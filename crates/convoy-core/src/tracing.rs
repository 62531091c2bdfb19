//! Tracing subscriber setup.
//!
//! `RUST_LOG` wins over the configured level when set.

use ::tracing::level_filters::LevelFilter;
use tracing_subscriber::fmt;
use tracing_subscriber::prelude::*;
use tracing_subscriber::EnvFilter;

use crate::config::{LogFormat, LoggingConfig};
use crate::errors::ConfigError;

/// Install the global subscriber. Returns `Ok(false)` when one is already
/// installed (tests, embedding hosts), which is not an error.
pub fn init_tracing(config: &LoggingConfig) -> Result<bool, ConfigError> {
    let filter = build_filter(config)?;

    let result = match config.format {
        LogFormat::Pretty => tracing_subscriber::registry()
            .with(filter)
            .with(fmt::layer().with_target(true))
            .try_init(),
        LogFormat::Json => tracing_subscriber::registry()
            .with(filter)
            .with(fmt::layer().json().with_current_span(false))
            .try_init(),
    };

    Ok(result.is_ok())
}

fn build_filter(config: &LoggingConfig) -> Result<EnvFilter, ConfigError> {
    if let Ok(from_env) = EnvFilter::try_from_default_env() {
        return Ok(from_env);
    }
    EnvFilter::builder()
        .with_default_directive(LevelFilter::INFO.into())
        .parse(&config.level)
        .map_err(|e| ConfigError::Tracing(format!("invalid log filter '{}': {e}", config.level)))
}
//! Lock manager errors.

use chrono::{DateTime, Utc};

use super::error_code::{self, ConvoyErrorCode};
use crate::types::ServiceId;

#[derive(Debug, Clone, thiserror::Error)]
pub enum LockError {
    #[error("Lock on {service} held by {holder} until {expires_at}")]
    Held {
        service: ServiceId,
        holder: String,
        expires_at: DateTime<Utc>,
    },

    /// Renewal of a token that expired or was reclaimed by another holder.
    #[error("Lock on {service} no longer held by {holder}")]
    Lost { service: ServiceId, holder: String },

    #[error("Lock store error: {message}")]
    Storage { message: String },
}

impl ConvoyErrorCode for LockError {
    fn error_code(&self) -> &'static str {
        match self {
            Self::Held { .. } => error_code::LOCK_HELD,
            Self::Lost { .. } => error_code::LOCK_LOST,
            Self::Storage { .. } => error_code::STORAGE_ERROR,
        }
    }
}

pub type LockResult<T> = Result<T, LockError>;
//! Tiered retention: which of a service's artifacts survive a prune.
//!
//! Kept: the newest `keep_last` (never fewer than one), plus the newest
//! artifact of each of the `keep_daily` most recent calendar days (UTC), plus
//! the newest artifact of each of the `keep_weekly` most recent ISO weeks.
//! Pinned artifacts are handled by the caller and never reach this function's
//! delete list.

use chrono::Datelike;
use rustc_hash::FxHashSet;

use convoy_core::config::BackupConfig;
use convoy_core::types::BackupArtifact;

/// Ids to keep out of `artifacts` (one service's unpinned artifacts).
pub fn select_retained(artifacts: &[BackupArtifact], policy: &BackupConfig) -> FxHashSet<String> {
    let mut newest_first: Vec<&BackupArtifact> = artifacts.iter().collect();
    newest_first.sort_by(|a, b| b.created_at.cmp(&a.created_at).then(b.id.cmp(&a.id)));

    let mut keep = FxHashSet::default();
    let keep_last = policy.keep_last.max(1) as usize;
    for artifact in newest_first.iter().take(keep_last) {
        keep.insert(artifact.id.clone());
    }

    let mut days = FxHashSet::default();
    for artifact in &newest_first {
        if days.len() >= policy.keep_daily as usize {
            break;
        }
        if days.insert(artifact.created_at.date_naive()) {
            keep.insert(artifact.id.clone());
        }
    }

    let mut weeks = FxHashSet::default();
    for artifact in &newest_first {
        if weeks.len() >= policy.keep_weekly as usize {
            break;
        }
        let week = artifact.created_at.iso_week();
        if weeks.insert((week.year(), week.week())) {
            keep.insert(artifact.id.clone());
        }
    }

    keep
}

* * *

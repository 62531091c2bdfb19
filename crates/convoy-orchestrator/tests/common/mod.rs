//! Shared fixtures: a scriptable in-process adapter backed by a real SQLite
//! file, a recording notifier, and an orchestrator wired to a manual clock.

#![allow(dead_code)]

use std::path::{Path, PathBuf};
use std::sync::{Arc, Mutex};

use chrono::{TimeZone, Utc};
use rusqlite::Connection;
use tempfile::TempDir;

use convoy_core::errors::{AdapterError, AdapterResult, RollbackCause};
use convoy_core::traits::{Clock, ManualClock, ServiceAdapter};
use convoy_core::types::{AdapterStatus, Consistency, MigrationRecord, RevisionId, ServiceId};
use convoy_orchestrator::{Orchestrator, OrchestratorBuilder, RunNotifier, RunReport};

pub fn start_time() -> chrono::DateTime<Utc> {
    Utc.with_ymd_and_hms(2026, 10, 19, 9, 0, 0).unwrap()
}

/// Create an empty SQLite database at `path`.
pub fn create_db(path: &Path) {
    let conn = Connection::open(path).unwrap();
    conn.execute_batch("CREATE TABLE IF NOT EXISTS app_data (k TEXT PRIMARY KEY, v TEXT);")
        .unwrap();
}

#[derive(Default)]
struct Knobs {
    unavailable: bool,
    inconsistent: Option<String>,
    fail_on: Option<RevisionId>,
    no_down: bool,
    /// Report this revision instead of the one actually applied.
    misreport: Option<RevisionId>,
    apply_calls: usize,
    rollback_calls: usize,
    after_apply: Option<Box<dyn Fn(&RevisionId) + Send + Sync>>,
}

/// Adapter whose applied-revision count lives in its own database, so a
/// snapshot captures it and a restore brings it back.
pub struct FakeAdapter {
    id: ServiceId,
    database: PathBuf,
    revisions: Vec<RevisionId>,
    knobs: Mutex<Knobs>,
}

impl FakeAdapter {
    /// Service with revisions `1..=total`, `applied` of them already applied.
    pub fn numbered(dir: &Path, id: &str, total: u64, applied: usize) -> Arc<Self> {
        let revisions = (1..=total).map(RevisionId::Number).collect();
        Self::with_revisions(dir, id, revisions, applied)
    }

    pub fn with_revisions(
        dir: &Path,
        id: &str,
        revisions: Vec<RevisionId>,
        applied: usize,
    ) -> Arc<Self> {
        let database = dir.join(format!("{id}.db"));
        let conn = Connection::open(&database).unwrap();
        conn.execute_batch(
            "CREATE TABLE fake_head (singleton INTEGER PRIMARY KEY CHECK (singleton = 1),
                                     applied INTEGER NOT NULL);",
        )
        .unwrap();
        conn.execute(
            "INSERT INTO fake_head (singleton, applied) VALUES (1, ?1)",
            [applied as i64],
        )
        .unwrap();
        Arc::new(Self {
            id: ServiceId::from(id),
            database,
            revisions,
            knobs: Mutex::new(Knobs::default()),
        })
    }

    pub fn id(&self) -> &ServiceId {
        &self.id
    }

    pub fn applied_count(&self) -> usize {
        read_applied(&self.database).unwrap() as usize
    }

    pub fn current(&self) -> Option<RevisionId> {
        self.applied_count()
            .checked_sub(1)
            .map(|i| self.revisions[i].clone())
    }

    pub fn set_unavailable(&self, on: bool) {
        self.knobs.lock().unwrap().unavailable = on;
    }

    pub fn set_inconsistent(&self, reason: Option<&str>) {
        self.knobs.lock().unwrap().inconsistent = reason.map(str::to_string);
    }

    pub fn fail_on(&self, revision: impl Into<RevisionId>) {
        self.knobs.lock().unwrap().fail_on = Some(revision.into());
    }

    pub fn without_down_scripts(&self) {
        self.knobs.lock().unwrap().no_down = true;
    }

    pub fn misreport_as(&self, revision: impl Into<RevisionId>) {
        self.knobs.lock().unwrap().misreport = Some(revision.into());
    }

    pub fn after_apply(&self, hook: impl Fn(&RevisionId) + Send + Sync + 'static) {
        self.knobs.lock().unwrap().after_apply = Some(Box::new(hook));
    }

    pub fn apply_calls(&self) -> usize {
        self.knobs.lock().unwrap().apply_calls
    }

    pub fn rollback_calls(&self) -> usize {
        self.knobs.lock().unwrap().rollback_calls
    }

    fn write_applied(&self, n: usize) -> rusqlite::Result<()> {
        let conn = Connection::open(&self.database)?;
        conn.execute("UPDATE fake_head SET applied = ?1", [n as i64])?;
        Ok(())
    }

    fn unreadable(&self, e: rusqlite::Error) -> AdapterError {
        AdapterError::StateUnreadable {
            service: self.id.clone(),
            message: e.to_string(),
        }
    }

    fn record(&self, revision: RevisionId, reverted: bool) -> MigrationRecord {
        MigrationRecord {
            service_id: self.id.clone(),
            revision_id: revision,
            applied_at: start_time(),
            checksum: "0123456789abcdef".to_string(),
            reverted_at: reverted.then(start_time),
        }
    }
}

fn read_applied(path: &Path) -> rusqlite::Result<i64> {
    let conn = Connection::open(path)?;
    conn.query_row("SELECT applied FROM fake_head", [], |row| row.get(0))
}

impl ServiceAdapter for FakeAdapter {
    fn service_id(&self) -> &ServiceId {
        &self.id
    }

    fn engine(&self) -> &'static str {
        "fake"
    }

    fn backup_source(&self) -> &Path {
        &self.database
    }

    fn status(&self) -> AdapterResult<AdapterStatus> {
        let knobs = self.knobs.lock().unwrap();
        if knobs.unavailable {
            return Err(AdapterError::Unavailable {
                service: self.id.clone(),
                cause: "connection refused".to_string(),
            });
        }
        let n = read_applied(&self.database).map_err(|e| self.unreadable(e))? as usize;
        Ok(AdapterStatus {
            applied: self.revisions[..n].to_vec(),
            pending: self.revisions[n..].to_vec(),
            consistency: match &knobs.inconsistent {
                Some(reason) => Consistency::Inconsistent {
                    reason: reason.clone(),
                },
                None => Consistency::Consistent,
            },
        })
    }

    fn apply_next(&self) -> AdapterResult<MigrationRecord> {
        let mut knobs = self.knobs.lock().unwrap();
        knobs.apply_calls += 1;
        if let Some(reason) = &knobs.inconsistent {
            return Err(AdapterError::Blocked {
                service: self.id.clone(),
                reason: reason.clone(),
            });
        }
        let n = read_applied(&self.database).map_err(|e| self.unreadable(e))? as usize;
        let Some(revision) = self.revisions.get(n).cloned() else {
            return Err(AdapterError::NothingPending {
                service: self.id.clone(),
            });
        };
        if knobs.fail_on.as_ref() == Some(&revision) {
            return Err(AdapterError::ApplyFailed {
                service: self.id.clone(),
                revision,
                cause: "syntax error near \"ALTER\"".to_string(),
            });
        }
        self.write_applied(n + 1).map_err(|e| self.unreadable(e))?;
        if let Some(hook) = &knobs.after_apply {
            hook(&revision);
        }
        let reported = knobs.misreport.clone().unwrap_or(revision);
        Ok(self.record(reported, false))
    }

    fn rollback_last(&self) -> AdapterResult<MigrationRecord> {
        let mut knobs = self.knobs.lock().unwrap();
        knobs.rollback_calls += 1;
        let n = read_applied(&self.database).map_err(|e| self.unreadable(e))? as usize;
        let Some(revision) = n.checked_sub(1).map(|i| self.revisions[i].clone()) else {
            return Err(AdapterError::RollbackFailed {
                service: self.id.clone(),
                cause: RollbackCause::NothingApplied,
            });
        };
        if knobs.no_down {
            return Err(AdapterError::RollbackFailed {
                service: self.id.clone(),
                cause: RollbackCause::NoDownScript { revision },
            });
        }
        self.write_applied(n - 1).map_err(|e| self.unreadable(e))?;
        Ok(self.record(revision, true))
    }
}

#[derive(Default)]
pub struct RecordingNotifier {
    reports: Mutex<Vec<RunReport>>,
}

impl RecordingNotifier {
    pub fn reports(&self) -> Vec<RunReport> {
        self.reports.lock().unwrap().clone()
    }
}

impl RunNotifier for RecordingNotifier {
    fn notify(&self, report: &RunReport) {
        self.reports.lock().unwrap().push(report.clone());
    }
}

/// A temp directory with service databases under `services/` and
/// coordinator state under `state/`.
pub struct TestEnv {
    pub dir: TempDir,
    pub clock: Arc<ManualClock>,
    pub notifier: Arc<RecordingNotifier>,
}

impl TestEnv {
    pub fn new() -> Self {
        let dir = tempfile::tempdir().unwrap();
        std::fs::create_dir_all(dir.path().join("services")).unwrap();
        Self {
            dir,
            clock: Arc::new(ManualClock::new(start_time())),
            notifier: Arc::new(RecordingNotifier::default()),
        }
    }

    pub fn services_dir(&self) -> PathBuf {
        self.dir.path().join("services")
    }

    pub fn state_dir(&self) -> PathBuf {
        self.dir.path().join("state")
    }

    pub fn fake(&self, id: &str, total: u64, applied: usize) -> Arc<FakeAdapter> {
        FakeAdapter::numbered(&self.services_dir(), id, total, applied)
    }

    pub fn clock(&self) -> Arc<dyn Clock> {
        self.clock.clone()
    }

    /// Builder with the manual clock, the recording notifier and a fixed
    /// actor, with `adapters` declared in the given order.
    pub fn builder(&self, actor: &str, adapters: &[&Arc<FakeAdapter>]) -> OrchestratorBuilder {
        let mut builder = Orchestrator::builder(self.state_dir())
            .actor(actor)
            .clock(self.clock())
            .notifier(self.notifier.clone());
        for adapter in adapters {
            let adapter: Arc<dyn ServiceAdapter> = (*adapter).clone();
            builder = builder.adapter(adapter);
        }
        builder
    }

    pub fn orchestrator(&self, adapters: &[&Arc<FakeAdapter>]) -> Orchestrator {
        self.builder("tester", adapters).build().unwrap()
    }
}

Task statement: Whenever "INTEGER" shows up in a line of the listing, copy that whole line.

Task result:
            "CREATE TABLE fake_head (singleton INTEGER PRIMARY KEY CHECK (singleton = 1),
                                     applied INTEGER NOT NULL);",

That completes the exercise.